___ Data for analysis ___

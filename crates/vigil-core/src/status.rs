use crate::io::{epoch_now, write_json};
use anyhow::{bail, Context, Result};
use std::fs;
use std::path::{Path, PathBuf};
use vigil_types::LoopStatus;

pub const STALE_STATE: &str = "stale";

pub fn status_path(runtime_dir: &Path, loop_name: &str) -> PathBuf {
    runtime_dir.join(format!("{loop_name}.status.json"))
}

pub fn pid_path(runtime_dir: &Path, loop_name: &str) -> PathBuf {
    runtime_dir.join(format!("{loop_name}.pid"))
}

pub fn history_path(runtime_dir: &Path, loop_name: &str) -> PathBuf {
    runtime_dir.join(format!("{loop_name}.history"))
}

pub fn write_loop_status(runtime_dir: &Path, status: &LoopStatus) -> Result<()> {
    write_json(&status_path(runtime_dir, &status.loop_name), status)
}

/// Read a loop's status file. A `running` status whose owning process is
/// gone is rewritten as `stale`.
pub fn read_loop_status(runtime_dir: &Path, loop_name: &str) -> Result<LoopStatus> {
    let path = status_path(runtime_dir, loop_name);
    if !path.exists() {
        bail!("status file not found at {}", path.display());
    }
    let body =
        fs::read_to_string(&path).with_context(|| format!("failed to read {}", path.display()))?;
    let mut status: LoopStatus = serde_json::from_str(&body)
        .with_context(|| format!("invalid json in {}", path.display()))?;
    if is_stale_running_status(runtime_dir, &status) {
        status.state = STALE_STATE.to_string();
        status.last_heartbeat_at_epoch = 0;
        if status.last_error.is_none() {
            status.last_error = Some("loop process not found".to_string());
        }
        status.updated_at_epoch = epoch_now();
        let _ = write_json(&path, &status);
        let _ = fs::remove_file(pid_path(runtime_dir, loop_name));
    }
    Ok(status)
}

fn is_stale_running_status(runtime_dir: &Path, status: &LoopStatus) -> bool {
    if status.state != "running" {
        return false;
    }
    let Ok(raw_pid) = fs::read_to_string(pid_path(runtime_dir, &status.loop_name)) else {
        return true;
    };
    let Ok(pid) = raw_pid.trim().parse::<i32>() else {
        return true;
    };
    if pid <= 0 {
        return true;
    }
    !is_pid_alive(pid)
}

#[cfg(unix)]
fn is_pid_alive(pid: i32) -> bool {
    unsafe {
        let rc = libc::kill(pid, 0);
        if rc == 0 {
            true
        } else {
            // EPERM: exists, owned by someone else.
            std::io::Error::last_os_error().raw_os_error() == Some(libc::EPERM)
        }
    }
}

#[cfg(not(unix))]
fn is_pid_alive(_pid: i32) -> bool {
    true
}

___
___ Data for analysis ___

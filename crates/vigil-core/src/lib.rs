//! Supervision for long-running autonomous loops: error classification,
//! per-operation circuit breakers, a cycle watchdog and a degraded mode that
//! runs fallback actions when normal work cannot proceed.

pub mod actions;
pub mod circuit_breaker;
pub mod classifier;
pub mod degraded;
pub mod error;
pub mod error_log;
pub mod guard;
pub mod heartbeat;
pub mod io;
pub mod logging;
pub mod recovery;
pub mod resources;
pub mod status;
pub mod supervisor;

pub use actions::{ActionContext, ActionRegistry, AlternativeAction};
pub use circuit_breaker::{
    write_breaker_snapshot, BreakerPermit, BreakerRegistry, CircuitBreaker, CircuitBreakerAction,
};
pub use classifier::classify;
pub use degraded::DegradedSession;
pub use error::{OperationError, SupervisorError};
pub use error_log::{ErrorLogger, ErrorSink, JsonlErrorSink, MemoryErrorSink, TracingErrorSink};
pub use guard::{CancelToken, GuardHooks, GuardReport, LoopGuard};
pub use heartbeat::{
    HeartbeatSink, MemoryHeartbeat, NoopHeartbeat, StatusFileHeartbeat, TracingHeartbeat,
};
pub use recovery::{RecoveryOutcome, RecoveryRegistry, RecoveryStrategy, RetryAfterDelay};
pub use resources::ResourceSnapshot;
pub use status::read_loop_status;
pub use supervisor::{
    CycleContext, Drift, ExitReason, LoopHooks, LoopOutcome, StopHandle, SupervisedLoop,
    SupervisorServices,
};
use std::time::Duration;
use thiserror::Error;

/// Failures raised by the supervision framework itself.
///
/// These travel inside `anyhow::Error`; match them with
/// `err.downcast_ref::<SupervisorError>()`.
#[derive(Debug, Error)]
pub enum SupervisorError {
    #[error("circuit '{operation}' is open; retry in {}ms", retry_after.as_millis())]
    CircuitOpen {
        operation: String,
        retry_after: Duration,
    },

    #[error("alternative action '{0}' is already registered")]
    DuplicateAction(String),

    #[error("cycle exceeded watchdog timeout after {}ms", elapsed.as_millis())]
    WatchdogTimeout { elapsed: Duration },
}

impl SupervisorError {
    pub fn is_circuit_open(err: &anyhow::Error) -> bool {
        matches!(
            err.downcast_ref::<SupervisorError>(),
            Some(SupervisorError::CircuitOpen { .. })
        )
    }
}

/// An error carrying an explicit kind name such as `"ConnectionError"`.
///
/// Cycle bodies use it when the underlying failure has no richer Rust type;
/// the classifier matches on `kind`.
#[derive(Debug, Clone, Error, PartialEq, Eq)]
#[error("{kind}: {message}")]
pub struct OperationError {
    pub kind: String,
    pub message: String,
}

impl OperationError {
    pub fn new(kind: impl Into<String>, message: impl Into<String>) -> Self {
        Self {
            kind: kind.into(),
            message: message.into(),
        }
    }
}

___

** The problem **
Please say how many lines in the records above contain the word "CircuitOpen", giving the number alone.

** Response box **
2